What does work, based on what I did read: Proactive grief. Teens lose parents to cancer a lot, and mostly we seem to see fiction dealing with the aftermath, but this is the part right before, the long agonizing good-bye, and it’s a topic we needed. The flip side, too, that even in the midst of terrible tragedy good things can happen, is a nice theme, even if everyone pairing off into happy couples is perhaps the simplest version of happy. Also, this falls awfully close to formulaic territory (not a bad thing, but generally not a Printz thing, either), but manages to forge its own way enough to be more than formula.
And while this is immaterial to the discussions here, what’s up with the anorexic cover model?
For fans of Sarah Dessen or Susane Colasanti or Sonya Sones, pure win. For the Printz, not one that makes the shortlist.
Filed under: Contenders, Fiction
About Karyn Silverman
Karyn Silverman is the High School Librarian and Educational Technology Department Chair at LREI, Little Red School House & Elisabeth Irwin High School (say that ten times fast!).
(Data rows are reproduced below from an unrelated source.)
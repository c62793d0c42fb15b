//! Sync orchestration: push, pull, status and unattended pull-all.
//!
//! The engine ties the registry, the per-directory state, the prober and the
//! transport together. It decides transfer parameters, applies the
//! first-transfer guard and stamps state only after a transfer succeeded.
//!
//! # First-transfer guard
//!
//! Real pushes and pulls always run with `--delete`, which is the only
//! irreversible thing `gs` does. The first time a directory is pushed (or
//! pulled) the two sides have never been reconciled, so the engine emits a
//! [`SyncEvent::FirstTransferGuard`] and sleeps for a grace period before
//! starting. The sleep can only be interrupted by killing the process.
//!
//! # Example
//!
//! ```rust,ignore
//! use gs::clock::SystemClock;
//! use gs::engine::SyncEngine;
//! use gs::transfer::RsyncTransport;
//!
//! let engine = SyncEngine::new(&registry, RsyncTransport::new("rsync"), SystemClock);
//! let binding = engine.binding_for_path(&std::env::current_dir()?)?;
//! engine.push(binding, |event| println!("{event:?}"))?;
//! ```

use std::path::{Path, PathBuf};
use std::time::Duration;

use thiserror::Error;

use crate::clock::Clock;
use crate::config::{ConfigError, LocalBinding, Registry};
use crate::itemize::ChangeRecord;
use crate::probe::{ProbeError, Prober, wait_until_reachable};
use crate::state::{StateError, SyncState};
use crate::transfer::{TransferError, TransferOutcome, TransferReport, TransferRequest, Transport};

/// Grace period before the first push of a directory.
pub const PUSH_GUARD_DELAY: Duration = Duration::from_secs(5);

/// Grace period before the first pull of a directory.
pub const PULL_GUARD_DELAY: Duration = Duration::from_secs(3);

/// Default pause between reachability probes in [`SyncEngine::auto_pull_all`].
pub const DEFAULT_POLL_INTERVAL: Duration = Duration::from_secs(30);

/// Default overall wait for the remote in [`SyncEngine::auto_pull_all`].
pub const DEFAULT_WAIT_TIMEOUT: Duration = Duration::from_secs(15 * 60);

#[derive(Error, Debug)]
pub enum SyncError {
    #[error(transparent)]
    Config(#[from] ConfigError),

    #[error("{} is not a tracked directory (run 'gs track' first)", .0.display())]
    DirectoryNotTracked(PathBuf),

    #[error("no directories are tracked")]
    NoBindings,

    #[error(transparent)]
    Probe(#[from] ProbeError),

    #[error(transparent)]
    Transfer(#[from] TransferError),

    #[error(transparent)]
    State(#[from] StateError),

    #[error("failed to pull: {}", .failed.join(", "))]
    PullFailed { failed: Vec<String> },
}

/// Which way data flows.
#[derive(Debug, Clone, Copy, PartialEq, Eq)]
pub enum Direction {
    /// Local to remote.
    Push,
    /// Remote to local.
    Pull,
}

impl std::fmt::Display for Direction {
    fn fmt(&self, f: &mut std::fmt::Formatter<'_>) -> std::fmt::Result {
        match self {
            Self::Push => write!(f, "push"),
            Self::Pull => write!(f, "pull"),
        }
    }
}

/// Progress notifications for the caller to render.
#[derive(Debug, Clone, PartialEq, Eq)]
pub enum SyncEvent {
    /// Looking for remote changes before a push.
    CheckingRemote { binding: String },
    /// The remote has changes that were never pulled. Advisory only.
    UnpulledRemoteChanges {
        binding: String,
        changes: Vec<ChangeRecord>,
    },
    /// About to sleep before a first, deleting transfer.
    FirstTransferGuard {
        binding: String,
        direction: Direction,
        delay: Duration,
    },
    /// A real transfer is starting.
    Transferring {
        binding: String,
        direction: Direction,
    },
    /// A real transfer finished.
    Transferred {
        binding: String,
        direction: Direction,
        output: String,
    },
    /// Blocking until the remote accepts connections.
    WaitingForRemote { address: String },
    /// The remote answered; pulls are about to start.
    RemoteReachable { bindings: usize },
    /// One binding failed during pull-all; the rest continue.
    PullFailed { binding: String, error: String },
}

/// Outcome of [`SyncEngine::status`].
#[derive(Debug, Clone, PartialEq, Eq)]
pub enum SyncStatus {
    /// The remote directory does not exist; a push will create it.
    RemoteUninitialized,
    /// Pending changes in each direction.
    Compared {
        /// What a push would change on the remote.
        local_changes: Vec<ChangeRecord>,
        /// What a pull would change locally.
        remote_changes: Vec<ChangeRecord>,
    },
}

impl SyncStatus {
    pub fn is_in_sync(&self) -> bool {
        match self {
            Self::RemoteUninitialized => false,
            Self::Compared {
                local_changes,
                remote_changes,
            } => local_changes.is_empty() && remote_changes.is_empty(),
        }
    }
}

/// Polling parameters for [`SyncEngine::auto_pull_all`].
#[derive(Debug, Clone, Copy, PartialEq, Eq)]
pub struct AutoPullOptions {
    pub poll_interval: Duration,
    /// Zero waits forever.
    pub timeout: Duration,
}

impl Default for AutoPullOptions {
    fn default() -> Self {
        Self {
            poll_interval: DEFAULT_POLL_INTERVAL,
            timeout: DEFAULT_WAIT_TIMEOUT,
        }
    }
}

/// Runs sync operations for the bindings of one registry.
pub struct SyncEngine<'r, T, C> {
    registry: &'r Registry,
    transport: T,
    clock: C,
}

impl<'r, T: Transport, C: Clock> SyncEngine<'r, T, C> {
    pub fn new(registry: &'r Registry, transport: T, clock: C) -> Self {
        Self {
            registry,
            transport,
            clock,
        }
    }

    /// Binding covering `path`, or [`SyncError::DirectoryNotTracked`].
    pub fn binding_for_path(&self, path: &Path) -> Result<&'r LocalBinding, SyncError> {
        self.registry
            .resolve_for_path(path)
            .ok_or_else(|| SyncError::DirectoryNotTracked(path.to_path_buf()))
    }

    /// Push local changes to the remote, deleting remote files missing locally.
    pub fn push<F>(&self, binding: &LocalBinding, on_event: F) -> Result<TransferReport, SyncError>
    where
        F: Fn(SyncEvent),
    {
        let mut state = SyncState::load(&binding.path)?;

        if state.last_pull.is_some() {
            on_event(SyncEvent::CheckingRemote {
                binding: binding.name.clone(),
            });
            let remote = self.dry_run(binding, Direction::Pull)?.into_result()?;
            let changes = remote.changes().to_vec();
            if !changes.is_empty() {
                tracing::warn!(
                    binding = %binding.name,
                    changes = changes.len(),
                    "remote has unpulled changes"
                );
                on_event(SyncEvent::UnpulledRemoteChanges {
                    binding: binding.name.clone(),
                    changes,
                });
            }
        }

        if state.last_push.is_none() {
            self.first_transfer_guard(binding, Direction::Push, &on_event);
        }

        let report = self.transfer(binding, Direction::Push, &on_event)?;
        state.last_push = Some(self.clock.now());
        state.save(&binding.path)?;
        Ok(report)
    }

    /// Pull remote changes, deleting local files missing on the remote.
    pub fn pull<F>(&self, binding: &LocalBinding, on_event: F) -> Result<TransferReport, SyncError>
    where
        F: Fn(SyncEvent),
    {
        self.pull_inner(binding, true, &on_event)
    }

    /// Compare both sides without changing anything.
    ///
    /// The pull direction is checked first so a missing remote directory can
    /// be reported as [`SyncStatus::RemoteUninitialized`].
    pub fn status(&self, binding: &LocalBinding) -> Result<SyncStatus, SyncError> {
        let remote = match self.dry_run(binding, Direction::Pull)? {
            TransferOutcome::RemoteNotFound { .. } => {
                tracing::info!(binding = %binding.name, "remote directory not initialized");
                return Ok(SyncStatus::RemoteUninitialized);
            }
            other => other.into_result()?,
        };
        let local = self.dry_run(binding, Direction::Push)?.into_result()?;

        Ok(SyncStatus::Compared {
            local_changes: local.changes().to_vec(),
            remote_changes: remote.changes().to_vec(),
        })
    }

    /// Wait for the remote, then pull every binding in registry order.
    ///
    /// Individual failures are reported through `on_event` and collected;
    /// the call fails with [`SyncError::PullFailed`] naming them all after
    /// every binding was attempted. Returns the number of bindings pulled.
    pub fn auto_pull_all<P, F>(
        &self,
        prober: &P,
        options: AutoPullOptions,
        on_event: F,
    ) -> Result<usize, SyncError>
    where
        P: Prober + ?Sized,
        F: Fn(SyncEvent),
    {
        if self.registry.is_empty() {
            return Err(SyncError::NoBindings);
        }

        let endpoint = self.registry.endpoint();
        on_event(SyncEvent::WaitingForRemote {
            address: format!("{}:{}", endpoint.host, endpoint.port),
        });
        wait_until_reachable(
            prober,
            &self.clock,
            endpoint,
            options.poll_interval,
            options.timeout,
        )?;
        on_event(SyncEvent::RemoteReachable {
            bindings: self.registry.bindings().len(),
        });

        let mut failed = Vec::new();
        for binding in self.registry.bindings() {
            if let Err(e) = self.pull_inner(binding, false, &on_event) {
                tracing::warn!(binding = %binding.name, error = %e, "pull failed");
                on_event(SyncEvent::PullFailed {
                    binding: binding.name.clone(),
                    error: e.to_string(),
                });
                failed.push(binding.name.clone());
            }
        }

        if failed.is_empty() {
            Ok(self.registry.bindings().len())
        } else {
            Err(SyncError::PullFailed { failed })
        }
    }

    /// Pull; `guarded` arms the first-transfer delay (off for unattended runs).
    fn pull_inner(
        &self,
        binding: &LocalBinding,
        guarded: bool,
        on_event: &dyn Fn(SyncEvent),
    ) -> Result<TransferReport, SyncError> {
        let mut state = SyncState::load(&binding.path)?;

        if guarded && state.last_pull.is_none() {
            self.first_transfer_guard(binding, Direction::Pull, on_event);
        }

        let report = self.transfer(binding, Direction::Pull, on_event)?;
        state.last_pull = Some(self.clock.now());
        state.save(&binding.path)?;
        Ok(report)
    }

    fn first_transfer_guard(
        &self,
        binding: &LocalBinding,
        direction: Direction,
        on_event: &dyn Fn(SyncEvent),
    ) {
        let delay = match direction {
            Direction::Push => PUSH_GUARD_DELAY,
            Direction::Pull => PULL_GUARD_DELAY,
        };
        tracing::warn!(binding = %binding.name, %direction, ?delay, "first transfer will delete");
        on_event(SyncEvent::FirstTransferGuard {
            binding: binding.name.clone(),
            direction,
            delay,
        });
        self.clock.sleep(delay);
    }

    /// Real transfer with deletion.
    fn transfer(
        &self,
        binding: &LocalBinding,
        direction: Direction,
        on_event: &dyn Fn(SyncEvent),
    ) -> Result<TransferReport, SyncError> {
        on_event(SyncEvent::Transferring {
            binding: binding.name.clone(),
            direction,
        });

        let request = self.request(binding, direction).allow_delete(true);
        let report = self.transport.transfer(&request)?.into_result()?;

        on_event(SyncEvent::Transferred {
            binding: binding.name.clone(),
            direction,
            output: report.output.clone(),
        });
        Ok(report)
    }

    /// Dry run without deletion; the outcome is left for the caller to judge.
    fn dry_run(
        &self,
        binding: &LocalBinding,
        direction: Direction,
    ) -> Result<TransferOutcome, SyncError> {
        let request = self.request(binding, direction).dry_run(true);
        Ok(self.transport.transfer(&request)?)
    }

    fn request(&self, binding: &LocalBinding, direction: Direction) -> TransferRequest<'r> {
        let registry = self.registry;
        let local = binding.path.to_string_lossy().into_owned();
        let remote = registry.remote_address_for(binding);
        let (source, destination) = match direction {
            Direction::Push => (local, remote),
            Direction::Pull => (remote, local),
        };
        TransferRequest::new(
            source,
            destination,
            &registry.endpoint().port,
            registry.excludes(),
        )
    }
}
Karyn has served on YALSA’s Quick Picks and Best Books committees and was a member of the 2009 Printz committee. She has reviewed for Kirkus and School Library Journal. She has a lot of opinions about almost everything, as long as all the things are books. Said opinions do not reflect the attitudes or opinions of SLJ, LREI, YALSA or any other institutions with which she is affiliated. Find her on Twitter @InfoWitch or e-mail her at karynsilverman at gmail dot com.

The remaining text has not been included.